Julieta Venegas Is Facing So Much Backlash Over Her World Cup Song That YouTube Disabled the Comments

By Julio Enriquez from Denver,CO, USA - Julieta Venegas 

Julieta Venegas has spent over two decades building one of the most respected catalogs in Latin music, with songs like “Limón y Sal,” “Me Voy” and “Eres Para Mí” cementing her place as one of the most emotionally honest and musically distinctive voices her generation has produced. Her decision to record “La Niña Futbolista” as part of the cultural programming surrounding the 2026 World Cup seemed like a natural extension of an artist who has never shied away from work with meaning behind it. What she could not have anticipated was the scale of the reaction that followed, a wave of criticism sharp enough that the official YouTube video had its comments section disabled entirely, turning a song about girls playing soccer into one of the most debated cultural moments of the tournament’s buildup.

The song itself is a reimagining of a track originally popularized in the late 1990s by the Mexican group Patita de Perro, following a young girl who loves the game but faces constant pushback from people who believe it is not a space for her. Venegas recorded a new version alongside a chorus of women, backed by Mexico’s Secretariat of Culture and introduced during a federal government press conference.

Why the Song Became a Target

The criticism came from multiple directions and for multiple reasons, which is part of what made the backlash so difficult to contain. A substantial portion of critics focused on the song’s musical style, arguing that it lacked the energy and festivity that World Cup anthems are traditionally expected to deliver. Listeners accustomed to the propulsive, crowd-ready quality of major sporting event songs found “La Niña Futbolista” too understated for the occasion, and said so loudly across social media platforms.

A separate wave of criticism targeted the context in which the song was presented.
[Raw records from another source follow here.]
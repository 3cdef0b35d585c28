//! Download domain types: jobs, errors and reports.

mod errors;
mod job;
mod report;

pub use errors::{DownloadError, DownloadResult};
pub use job::{DownloadJob, JobKind};
pub use report::{BatchReport, GroupFailure, ItemOutcome, ItemReport, TransferOutcome};
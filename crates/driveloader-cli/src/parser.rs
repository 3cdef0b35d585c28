//! Main CLI parser and top-level argument handling.
//!
//! Global options override the settings file for this invocation.

use std::path::PathBuf;

use clap::Parser;

use driveloader_core::settings::LedgerMatch;

use crate::commands::Commands;

/// Environment variable holding the Drive access token.
pub const TOKEN_ENV: &str = "DRIVELOADER_TOKEN";

/// Download files and folders from Google Drive by name.
#[derive(Parser)]
#[command(name = "driveloader")]
#[command(about = "Download Google Drive files and folders by name, resumably")]
#[command(version)]
pub struct Cli {
    /// Settings file (JSON)
    #[arg(long, global = true, default_value = "settings.json")]
    pub settings: PathBuf,

    /// OAuth access token for the Drive API
    #[arg(long, global = true, env = TOKEN_ENV, hide_env_values = true)]
    pub token: Option<String>,

    /// Read the access token from a file (plain text or JSON with `access_token`)
    #[arg(long = "token-file", global = true, conflicts_with = "token")]
    pub token_file: Option<PathBuf>,

    /// Take the first match when a file name is ambiguous
    #[arg(long = "best-effort", global = true)]
    pub best_effort: bool,

    /// How the completion ledger matches names: exact or substring
    #[arg(long = "ledger-match", global = true)]
    pub ledger_match: Option<LedgerMatch>,

    /// Chunk size in MiB
    #[arg(long = "chunk-size-mib", global = true, value_parser = clap::value_parser!(u64).range(1..=1024))]
    pub chunk_size_mib: Option<u64>,

    /// Never prompt; ambiguous folders take the first match
    #[arg(long = "non-interactive", global = true)]
    pub non_interactive: bool,

    /// Enable verbose/debug output
    #[arg(short = 'v', long = "verbose", global = true)]
    pub verbose: bool,

    #[command(subcommand)]
    pub command: Option<Commands>,
}

#[cfg(test)]
mod tests {
    use super::*;
    use crate::commands::Commands;
    use clap::CommandFactory;

    #[test]
    fn test_cli_parser_builds() {
        Cli::command().debug_assert();
    }

    #[test]
    fn test_global_args() {
        let cli = Cli::parse_from([
            "driveloader",
            "--ledger-match",
            "substring",
            "--chunk-size-mib",
            "150",
            "-v",
            "files",
            "a.txt",
            "b.txt",
            "--target",
            "/out",
        ]);
        assert!(cli.verbose);
        assert_eq!(cli.ledger_match, Some(LedgerMatch::Substring));
        assert_eq!(cli.chunk_size_mib, Some(150));
        match cli.command {
            Some(Commands::Files { names, target, .. }) => {
                assert_eq!(names, vec!["a.txt".to_string(), "b.txt".to_string()]);
                assert_eq!(target.target, Some(PathBuf::from("/out")));
            }
            _ => panic!("expected files command"),
        }
    }

    #[test]
    fn test_run_instructions() {
        let cli = Cli::parse_from(["driveloader", "run"]);
        assert!(matches!(
            cli.command,
            Some(Commands::Run { ref instructions }) if instructions == &PathBuf::from("instructions.ini")
        ));

        let cli = Cli::parse_from(["driveloader", "run", "--instructions", "jobs.ini"]);
        assert!(matches!(
            cli.command,
            Some(Commands::Run { ref instructions }) if instructions == &PathBuf::from("jobs.ini")
        ));
    }

    #[test]
    fn test_chunk_size_range() {
        assert!(Cli::try_parse_from(["driveloader", "--chunk-size-mib", "0", "ls", "x"]).is_err());
    }

    #[test]
    fn test_token_and_token_file_conflict() {
        let result = Cli::try_parse_from([
            "driveloader",
            "--token",
            "abc",
            "--token-file",
            "/tmp/token",
            "ls",
            "x",
        ]);
        assert!(result.is_err());
    }
}
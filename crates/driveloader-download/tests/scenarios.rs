//! End-to-end batch scenarios over the in-memory store.

use std::sync::Arc;

use tempfile::tempdir;
use tokio_util::sync::CancellationToken;

use driveloader_core::download::{DownloadError, DownloadJob, ItemOutcome, JobKind};
use driveloader_core::ports::{RemotePortError, RemoteStorePort};
use driveloader_core::settings::LedgerMatch;
use driveloader_download::testing::FakeStore;
use driveloader_download::{
    CompletionLedger, DownloadOrchestrator, JsonFilmCatalog, NameResolver, OrchestratorOptions,
    TransferConfig,
};

fn orchestrator(store: &Arc<FakeStore>) -> DownloadOrchestrator {
    orchestrator_with(store, OrchestratorOptions::default())
}

fn orchestrator_with(store: &Arc<FakeStore>, options: OrchestratorOptions) -> DownloadOrchestrator {
    DownloadOrchestrator::new(Arc::clone(store) as Arc<dyn RemoteStorePort>, options)
}

fn files_job(names: &[&str], target: &std::path::Path) -> DownloadJob {
    DownloadJob::new(
        JobKind::SingleFileSet,
        names.iter().map(|n| (*n).to_string()).collect(),
        target,
    )
}

#[tokio::test]
async fn two_unique_files_are_downloaded_and_recorded() {
    let out = tempdir().unwrap();
    let store = Arc::new(
        FakeStore::new()
            .with_file("a", "a.txt", None, "alpha")
            .with_file("b", "b.txt", None, "bravo!"),
    );

    let report = orchestrator(&store)
        .run(&files_job(&["a.txt", "b.txt"], out.path()), &CancellationToken::new())
        .await;

    assert_eq!(report.items.len(), 2);
    for item in &report.items {
        let outcome = item.outcome().expect("transferred");
        assert!(outcome.success);
        assert!(!outcome.fallback_used);
    }
    assert_eq!(report.bytes_written(), 11);
    assert_eq!(std::fs::read(out.path().join("a.txt")).unwrap(), b"alpha");
    assert_eq!(std::fs::read(out.path().join("b.txt")).unwrap(), b"bravo!");
    assert_eq!(
        std::fs::read_to_string(out.path().join("success.txt")).unwrap(),
        "a.txt\nb.txt\n"
    );
}

#[tokio::test]
async fn folder_with_a_document_uses_export_for_it() {
    let out = tempdir().unwrap();
    let store = Arc::new(
        FakeStore::new()
            .with_folder("trip", "Trip Photos", None)
            .with_file("p1", "beach.jpg", Some("trip"), "sand")
            .with_file("p2", "dunes.jpg", Some("trip"), "wind")
            .with_document("d1", "Itinerary", Some("trip"), "day one"),
    );
    let job = DownloadJob::new(
        JobKind::FlatFolderSet,
        vec!["Trip Photos".to_string()],
        out.path(),
    );

    let report = orchestrator(&store).run(&job, &CancellationToken::new()).await;

    assert_eq!(report.transferred(), 3);
    assert_eq!(report.exported(), 1);
    assert_eq!(store.export_calls(), 1);

    let folder = out.path().join("Trip Photos");
    assert!(folder.join("beach.jpg").exists());
    assert!(folder.join("dunes.jpg").exists());
    assert_eq!(std::fs::read(folder.join("Itinerary.docx")).unwrap(), b"day one");

    let ledger = CompletionLedger::for_dir(&folder, "success.txt", LedgerMatch::Exact);
    assert_eq!(
        ledger.entries().unwrap(),
        vec!["beach.jpg", "dunes.jpg", "Itinerary"]
    );
}

#[tokio::test]
async fn search_term_without_candidates_is_not_fatal() {
    let out = tempdir().unwrap();
    let store = Arc::new(FakeStore::new());
    let catalog = JsonFilmCatalog::from_json(
        r#"[{"director": "Yasujiro Ozu", "year": 1953, "title": "Tokyo Story"}]"#,
    )
    .unwrap();
    let job = DownloadJob::new(
        JobKind::DerivedFolderSet {
            field: "director".to_string(),
        },
        vec!["Kiarostami".to_string()],
        out.path(),
    );

    let report = orchestrator(&store)
        .with_catalog(Arc::new(catalog))
        .run(&job, &CancellationToken::new())
        .await;

    assert!(report.items.is_empty());
    assert!(report.group_failures.is_empty());
    assert_eq!(report.empty_lookups, vec!["Kiarostami".to_string()]);
    assert!(!report.interrupted);
    assert_eq!(store.list_calls(), 0);
}

#[tokio::test]
async fn second_run_transfers_nothing() {
    let out = tempdir().unwrap();
    let store = Arc::new(
        FakeStore::new()
            .with_file("a", "a.txt", None, "alpha")
            .with_file("b", "b.txt", None, "bravo"),
    );
    let orchestrator = orchestrator(&store);
    let job = files_job(&["a.txt", "b.txt"], out.path());

    let first = orchestrator.run(&job, &CancellationToken::new()).await;
    assert_eq!(first.transferred(), 2);
    let chunks = store.chunk_calls();
    let lists = store.list_calls();

    let second = orchestrator.run(&job, &CancellationToken::new()).await;
    assert_eq!(second.transferred(), 0);
    assert_eq!(second.already_complete(), 2);
    assert!(second
        .items
        .iter()
        .all(|i| i.result == Ok(ItemOutcome::AlreadyComplete)));
    assert_eq!(store.chunk_calls(), chunks);
    assert_eq!(store.list_calls(), lists);
}

#[tokio::test]
async fn interruption_removes_partial_file_and_stops_batch() {
    let out = tempdir().unwrap();
    let token = CancellationToken::new();
    let store = Arc::new(
        FakeStore::new()
            .with_file("big", "big.bin", None, "0123456789")
            .with_file("next", "next.bin", None, "after")
            .cancel_after_chunks("big", 2, token.clone()),
    );
    let options = OrchestratorOptions {
        transfer: TransferConfig {
            chunk_size: 2,
            ..TransferConfig::default()
        },
        ..OrchestratorOptions::default()
    };

    let report = orchestrator_with(&store, options)
        .run(&files_job(&["big.bin", "next.bin"], out.path()), &token)
        .await;

    assert!(report.interrupted);
    assert_eq!(report.items.len(), 1);
    assert_eq!(
        report.items[0].result,
        Err(DownloadError::Interrupted { bytes_written: 4 })
    );
    assert!(!out.path().join("big.bin").exists());
    assert!(!out.path().join("next.bin").exists());

    let ledger = CompletionLedger::for_dir(out.path(), "success.txt", LedgerMatch::Exact);
    assert!(!ledger.is_complete("big.bin").unwrap());
}

#[tokio::test]
async fn cancel_during_a_pending_chunk_removes_partial_file() {
    let out = tempdir().unwrap();
    let token = CancellationToken::new();
    let store = Arc::new(
        FakeStore::new()
            .with_file("big", "big.bin", None, "0123456789")
            .hang_chunks_after("big", 1),
    );
    let options = OrchestratorOptions {
        transfer: TransferConfig {
            chunk_size: 4,
            ..TransferConfig::default()
        },
        ..OrchestratorOptions::default()
    };

    // Cancel once the second chunk request is in flight.
    let watcher = {
        let store = Arc::clone(&store);
        let token = token.clone();
        tokio::spawn(async move {
            while store.chunk_calls() < 2 {
                tokio::task::yield_now().await;
            }
            token.cancel();
        })
    };

    let report = orchestrator_with(&store, options)
        .run(&files_job(&["big.bin"], out.path()), &token)
        .await;
    watcher.await.unwrap();

    assert!(report.interrupted);
    assert_eq!(
        report.items[0].result,
        Err(DownloadError::Interrupted { bytes_written: 4 })
    );
    assert_eq!(store.chunk_calls(), 2);
    assert!(!out.path().join("big.bin").exists());
    assert!(!out.path().join("success.txt").exists());
}

#[tokio::test]
async fn failed_transfer_removes_partial_file_and_continues() {
    let out = tempdir().unwrap();
    let expired = RemotePortError::AuthRequired {
        message: "token expired".to_string(),
    };
    let store = Arc::new(
        FakeStore::new()
            .with_file("a", "a.bin", None, "0123456789")
            .with_file("b", "b.txt", None, "bravo")
            .fail_chunks_after("a", 1, vec![expired]),
    );
    let options = OrchestratorOptions {
        transfer: TransferConfig {
            chunk_size: 4,
            ..TransferConfig::default()
        },
        ..OrchestratorOptions::default()
    };

    let report = orchestrator_with(&store, options)
        .run(&files_job(&["a.bin", "b.txt"], out.path()), &CancellationToken::new())
        .await;

    assert!(!report.interrupted);
    assert_eq!(report.failed(), 1);
    assert_eq!(report.transferred(), 1);
    assert!(!out.path().join("a.bin").exists());
    assert_eq!(std::fs::read(out.path().join("b.txt")).unwrap(), b"bravo");

    let ledger = CompletionLedger::for_dir(out.path(), "success.txt", LedgerMatch::Exact);
    assert_eq!(ledger.entries().unwrap(), vec!["b.txt"]);
}

#[tokio::test]
async fn ledger_flips_after_download() {
    let out = tempdir().unwrap();
    let store = Arc::new(FakeStore::new().with_file("a", "a.txt", None, "alpha"));
    let ledger = CompletionLedger::for_dir(out.path(), "success.txt", LedgerMatch::Exact);

    assert!(!ledger.is_complete("a.txt").unwrap());
    orchestrator(&store)
        .run(&files_job(&["a.txt"], out.path()), &CancellationToken::new())
        .await;
    assert!(ledger.is_complete("a.txt").unwrap());
}

#[tokio::test]
async fn resolution_outcomes() {
    let store: Arc<dyn RemoteStorePort> = Arc::new(
        FakeStore::new()
            .with_folder("s1", "Season 1", None)
            .with_folder("s2", "Season 2", None)
            .with_file("u", "unique.mkv", None, "x")
            .with_file("e1", "e01.mkv", Some("s1"), "x")
            .with_file("e2", "e01.mkv", Some("s2"), "x"),
    );
    let resolver = NameResolver::new(store);

    assert_eq!(resolver.resolve("unique.mkv", None).await.unwrap(), "u");
    assert_eq!(
        resolver.resolve("absent.mkv", None).await,
        Err(DownloadError::not_found("absent.mkv"))
    );
    assert_eq!(
        resolver.resolve("e01.mkv", None).await,
        Err(DownloadError::ambiguous("e01.mkv", 2))
    );
    assert_eq!(resolver.resolve("e01.mkv", Some("s2")).await.unwrap(), "e2");
}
Because the project was backed by Mexico’s Secretariat of Culture and introduced during a federal government press conference, a significant number of users interpreted the release as politically motivated rather than culturally driven, which colored how they received the song’s message before they had fully heard it.

Others took issue with the song’s thematic focus, describing its emphasis on gender barriers in sports as too narrow or too ideologically loaded for what they expected from a World Cup release. On the other side of that argument, supporters defended the song precisely because of that focus, pointing out that the obstacles it describes are real and that visibility for girls in sports remains a legitimate conversation worth having on a global platform.

What Venegas Actually Said About It

Venegas has not responded directly to the criticism, but she explained her motivation for participating in the project before the controversy reached its peak. She said she wanted to inspire girls and women not to let themselves be stopped by the barriers or prejudices that other people place in their path, and that she made the song with genuine affection and a hope that it would encourage people to play and have fun. That framing positions her involvement as personal and straightforward rather than political, though the context of the song’s release made it difficult for that message to land cleanly once the debate had already taken shape.

A Legacy That Deserves More Respect Than This Moment Is Getting

It is worth pausing on who Julieta Venegas is before allowing this controversy to define how her participation in the project is remembered. She is the artist who gave Latin music “Limón y Sal,” “Me Voy” and “Eres Para Mí,” songs that have outlasted trends and continued to resonate with audiences across generations. Her career represents a body of work built on emotional honesty, musical craft and a consistent willingness to do things on her own terms regardless of commercial pressure.

A divisive World Cup song does not erase any of that. Artists who take on projects with political or social dimensions will always attract criticism from audiences who wanted something different, and the intensity of the reaction to “La Niña Futbolista” says as much about the polarized environment surrounding the 2026 tournament as it does about the song itself. Venegas made it with care and a clear intention, and whatever the internet decided about the result, her catalog remains exactly what it has always been.